LUCKNOW: Doctors at the King George’s Medical University (KGMU) have combined two blood markers to develop a new method to provide near-perfect accuracy in identifying gallbladder cancer.
Prof Preeti Agrawal, a faculty member in the pathology department of KGMU, said the current method to diagnose gallbladder cancer uses a substance called carbohydrate antigen 19-9 (CA 19-9).
“However, its accuracy is compromised because it is also associated with pancreatic cancer. This connection can lead to misdiagnosis due to similarities between two types of cancer,” Agrawal said.

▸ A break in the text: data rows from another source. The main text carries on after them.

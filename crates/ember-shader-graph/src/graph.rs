//! The shader value graph and its builder API.

use crate::arena::{NodeArena, NodeId};
use crate::node::{Node, Operation, Operator, SwitchCase, ValueRepr};
use crate::types::{Comparison, SamplerFilter, ValueType};

/// A DAG of typed shader value nodes.
///
/// Nodes are appended through the builder methods, which compute and store
/// the result type of every node they create. Nodes are shared by
/// identity: passing the same [`NodeId`] to two consumers yields one
/// declaration in generated code.
#[derive(Debug, Clone, Default)]
pub struct ShaderGraph {
    nodes: NodeArena,
}

impl ShaderGraph {
    pub fn new() -> Self {
        Self {
            nodes: NodeArena::new(),
        }
    }

    /// Returns the number of nodes in the graph.
    pub fn len(&self) -> usize {
        self.nodes.len()
    }

    /// Returns `true` if the graph contains no nodes.
    pub fn is_empty(&self) -> bool {
        self.nodes.is_empty()
    }

    /// Appends a raw node. The builder methods below are preferred; they
    /// compute the stored result type for you.
    pub fn add_node(&mut self, repr: ValueRepr, ty: ValueType) -> NodeId {
        self.nodes.append(Node { repr, ty })
    }

    /// Returns the node for `id`. Panics if the handle belongs to a
    /// different graph.
    pub fn node(&self, id: NodeId) -> &Node {
        &self.nodes[id]
    }

    /// The resolved semantic type of `id`.
    ///
    /// The stored type is authoritative for every builder-created node;
    /// raw nodes stored with [`ValueType::Operation`] are resolved by
    /// inspecting their producing operation.
    pub fn value_type(&self, id: NodeId) -> ValueType {
        let node = &self.nodes[id];
        match node.ty {
            ValueType::Operation => match &node.repr {
                ValueRepr::Operation(op) => self.operation_result_type(op),
                _ => node.ty,
            },
            ty => ty,
        }
    }

    fn operation_result_type(&self, op: &Operation) -> ValueType {
        match &op.operator {
            Operator::Compare(_) | Operator::Not => ValueType::Bool,
            Operator::Cast(ty) => *ty,
            Operator::Distance => ValueType::Float,
            Operator::Sampler2D { .. } => ValueType::Float4,
            Operator::Sampler2DSize => ValueType::Float2,
            Operator::Switch { cases } => match cases.first() {
                Some(case) => self.value_type(case.result),
                None => self.value_type(op.lhs),
            },
            Operator::Add | Operator::Subtract | Operator::Multiply | Operator::Divide => {
                let lhs = self.value_type(op.lhs);
                let rhs = op.rhs.map(|rhs| self.value_type(rhs)).unwrap_or(lhs);
                binary_result_type(&op.operator, lhs, rhs)
            }
            Operator::Branch { .. }
            | Operator::Discard { .. }
            | Operator::Lerp { .. } => self.value_type(op.lhs),
        }
    }

    // Scalar literals.

    pub fn scalar_bool(&mut self, value: bool) -> NodeId {
        self.add_node(ValueRepr::ScalarBool(value), ValueType::Bool)
    }

    pub fn scalar_int(&mut self, value: i32) -> NodeId {
        self.add_node(ValueRepr::ScalarInt(value), ValueType::Int)
    }

    pub fn scalar_uint(&mut self, value: u32) -> NodeId {
        self.add_node(ValueRepr::ScalarUInt(value), ValueType::UInt)
    }

    pub fn scalar_float(&mut self, value: f32) -> NodeId {
        self.add_node(ValueRepr::ScalarFloat(value), ValueType::Float)
    }

    // Composite constructors.

    pub fn vec2(&mut self, x: NodeId, y: NodeId) -> NodeId {
        self.add_node(ValueRepr::Vec2 { x, y }, ValueType::Float2)
    }

    pub fn vec3(&mut self, x: NodeId, y: NodeId, z: NodeId) -> NodeId {
        self.add_node(ValueRepr::Vec3 { x, y, z }, ValueType::Float3)
    }

    pub fn vec4(&mut self, x: NodeId, y: NodeId, z: NodeId, w: NodeId) -> NodeId {
        self.add_node(ValueRepr::Vec4 { x, y, z, w }, ValueType::Float4)
    }

    pub fn uvec4(&mut self, x: NodeId, y: NodeId, z: NodeId, w: NodeId) -> NodeId {
        self.add_node(ValueRepr::UVec4 { x, y, z, w }, ValueType::UInt4)
    }

    pub fn vec2_const(&mut self, x: f32, y: f32) -> NodeId {
        let x = self.scalar_float(x);
        let y = self.scalar_float(y);
        self.vec2(x, y)
    }

    pub fn vec3_const(&mut self, x: f32, y: f32, z: f32) -> NodeId {
        let x = self.scalar_float(x);
        let y = self.scalar_float(y);
        let z = self.scalar_float(z);
        self.vec3(x, y, z)
    }

    pub fn vec4_const(&mut self, x: f32, y: f32, z: f32, w: f32) -> NodeId {
        let x = self.scalar_float(x);
        let y = self.scalar_float(y);
        let z = self.scalar_float(z);
        let w = self.scalar_float(w);
        self.vec4(x, y, z, w)
    }

    pub fn uvec4_const(&mut self, x: u32, y: u32, z: u32, w: u32) -> NodeId {
        let x = self.scalar_uint(x);
        let y = self.scalar_uint(y);
        let z = self.scalar_uint(z);
        let w = self.scalar_uint(w);
        self.uvec4(x, y, z, w)
    }

    /// A `float4x4` from four `float4` column nodes.
    pub fn mat4(&mut self, columns: [NodeId; 4]) -> NodeId {
        self.add_node(ValueRepr::Mat4 { columns }, ValueType::Float4x4)
    }

    /// A fixed array of `float4x4` element nodes.
    pub fn mat4_array(&mut self, elements: Vec<NodeId>) -> NodeId {
        let capacity = elements.len() as u32;
        self.add_node(
            ValueRepr::Mat4Array { elements },
            ValueType::Float4x4Array(capacity),
        )
    }

    // Component-index accessors.

    pub fn vec2_value(&mut self, vector: NodeId, index: NodeId) -> NodeId {
        self.add_node(ValueRepr::Vec2Value { vector, index }, ValueType::Float)
    }

    pub fn vec3_value(&mut self, vector: NodeId, index: NodeId) -> NodeId {
        self.add_node(ValueRepr::Vec3Value { vector, index }, ValueType::Float)
    }

    pub fn vec4_value(&mut self, vector: NodeId, index: NodeId) -> NodeId {
        self.add_node(ValueRepr::Vec4Value { vector, index }, ValueType::Float)
    }

    pub fn uvec4_value(&mut self, vector: NodeId, index: NodeId) -> NodeId {
        self.add_node(ValueRepr::UVec4Value { vector, index }, ValueType::UInt)
    }

    pub fn mat4_array_value(&mut self, array: NodeId, index: NodeId) -> NodeId {
        self.add_node(
            ValueRepr::Mat4ArrayValue { array, index },
            ValueType::Float4x4,
        )
    }

    // Operations.

    fn binary(&mut self, operator: Operator, lhs: NodeId, rhs: NodeId) -> NodeId {
        let ty = binary_result_type(&operator, self.value_type(lhs), self.value_type(rhs));
        self.add_node(
            ValueRepr::Operation(Operation {
                operator,
                lhs,
                rhs: Some(rhs),
            }),
            ty,
        )
    }

    pub fn add(&mut self, lhs: NodeId, rhs: NodeId) -> NodeId {
        self.binary(Operator::Add, lhs, rhs)
    }

    pub fn subtract(&mut self, lhs: NodeId, rhs: NodeId) -> NodeId {
        self.binary(Operator::Subtract, lhs, rhs)
    }

    pub fn multiply(&mut self, lhs: NodeId, rhs: NodeId) -> NodeId {
        self.binary(Operator::Multiply, lhs, rhs)
    }

    pub fn divide(&mut self, lhs: NodeId, rhs: NodeId) -> NodeId {
        self.binary(Operator::Divide, lhs, rhs)
    }

    pub fn compare(&mut self, lhs: NodeId, comparison: Comparison, rhs: NodeId) -> NodeId {
        self.add_node(
            ValueRepr::Operation(Operation {
                operator: Operator::Compare(comparison),
                lhs,
                rhs: Some(rhs),
            }),
            ValueType::Bool,
        )
    }

    pub fn not(&mut self, value: NodeId) -> NodeId {
        self.add_node(
            ValueRepr::Operation(Operation {
                operator: Operator::Not,
                lhs: value,
                rhs: None,
            }),
            ValueType::Bool,
        )
    }

    pub fn cast(&mut self, value: NodeId, ty: ValueType) -> NodeId {
        self.add_node(
            ValueRepr::Operation(Operation {
                operator: Operator::Cast(ty),
                lhs: value,
                rhs: None,
            }),
            ty,
        )
    }

    /// `if (comparing) { success } else { failure }`.
    pub fn branch(&mut self, comparing: NodeId, success: NodeId, failure: NodeId) -> NodeId {
        let ty = self.value_type(success);
        self.add_node(
            ValueRepr::Operation(Operation {
                operator: Operator::Branch { comparing },
                lhs: success,
                rhs: Some(failure),
            }),
            ty,
        )
    }

    /// `switch (scrutinee)` selecting among case results. `cases` must be
    /// non-empty.
    pub fn switch_value(&mut self, scrutinee: NodeId, cases: Vec<SwitchCase>) -> NodeId {
        assert!(!cases.is_empty(), "switch requires at least one case");
        let ty = self.value_type(cases[0].result);
        self.add_node(
            ValueRepr::Operation(Operation {
                operator: Operator::Switch { cases },
                lhs: scrutinee,
                rhs: None,
            }),
            ty,
        )
    }

    /// Passes `value` through, discarding the fragment when `comparing`
    /// holds.
    pub fn discard_if(&mut self, comparing: NodeId, value: NodeId) -> NodeId {
        let ty = self.value_type(value);
        self.add_node(
            ValueRepr::Operation(Operation {
                operator: Operator::Discard { comparing },
                lhs: value,
                rhs: None,
            }),
            ty,
        )
    }

    /// Samples `texture` at `coordinates` with the given filter.
    pub fn sample(
        &mut self,
        texture: NodeId,
        coordinates: NodeId,
        filter: SamplerFilter,
    ) -> NodeId {
        self.add_node(
            ValueRepr::Operation(Operation {
                operator: Operator::Sampler2D { filter },
                lhs: texture,
                rhs: Some(coordinates),
            }),
            ValueType::Float4,
        )
    }

    /// The dimensions of `texture` in texels, as a `float2`.
    pub fn sample_size(&mut self, texture: NodeId) -> NodeId {
        self.add_node(
            ValueRepr::Operation(Operation {
                operator: Operator::Sampler2DSize,
                lhs: texture,
                rhs: None,
            }),
            ValueType::Float2,
        )
    }

    pub fn lerp(&mut self, from: NodeId, to: NodeId, factor: NodeId) -> NodeId {
        let ty = self.value_type(from);
        self.add_node(
            ValueRepr::Operation(Operation {
                operator: Operator::Lerp { factor },
                lhs: from,
                rhs: Some(to),
            }),
            ty,
        )
    }

    pub fn distance(&mut self, lhs: NodeId, rhs: NodeId) -> NodeId {
        self.add_node(
            ValueRepr::Operation(Operation {
                operator: Operator::Distance,
                lhs,
                rhs: Some(rhs),
            }),
            ValueType::Float,
        )
    }
}

/// The result type of an arithmetic operator over two operand types.
///
/// Mirrors the shapes the authoring API can construct: matrix by vector
/// yields the vector, matrix by matrix the matrix, scalar against vector
/// broadcasts to the vector, and anything else keeps the left type.
fn binary_result_type(operator: &Operator, lhs: ValueType, rhs: ValueType) -> ValueType {
    if matches!(operator, Operator::Multiply) {
        if lhs.is_matrix() && rhs.is_vector() {
            return rhs;
        }
        if lhs.is_matrix() && rhs.is_matrix() {
            return lhs;
        }
    }
    if lhs.is_scalar() && rhs.is_vector() {
        return rhs;
    }
    lhs
}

To address this issue, Prof Agrawal and her team incorporated another marker, carbohydrate antigen 242 (CA242), alongside CA 19-9. The combination of these two markers resulted in almost 100 per cent accuracy, surpassing 82 per cent accuracy of single marker approach.
The findings and methodology of the study have been published in the International Journal of Research in Medical Sciences in December under the title ‘Inclusion of carbohydrate antigen 242 in addition to carbohydrate antigen 19-9 in the serological workup of carcinoma gall bladder: A case series analysis’.
Prof Agrawal said early detection of gallbladder cancer, which has a high mortality rate of around 70 per cent, was crucial.
The study involved blood analysis of 83 people in the age group of 50-55, including healthy volunteers, chronic cholecystitis cases, and patients with gallbladder cancer.
The results showed significantly higher levels of both CA 19-9 and CA242 in gallbladder cancer patients, with a strong correlation between tumour size and CA242 levels.
While acknowledging that this research is still in the early stages, Prof Agrawal highlighted the need for additional validation and larger studies before incorporating this approach into routine clinical practice.
She said that if successful, the dual-marker approach could revolutionize early detection, reduce misdiagnosis, and lead to better outcomes for patients.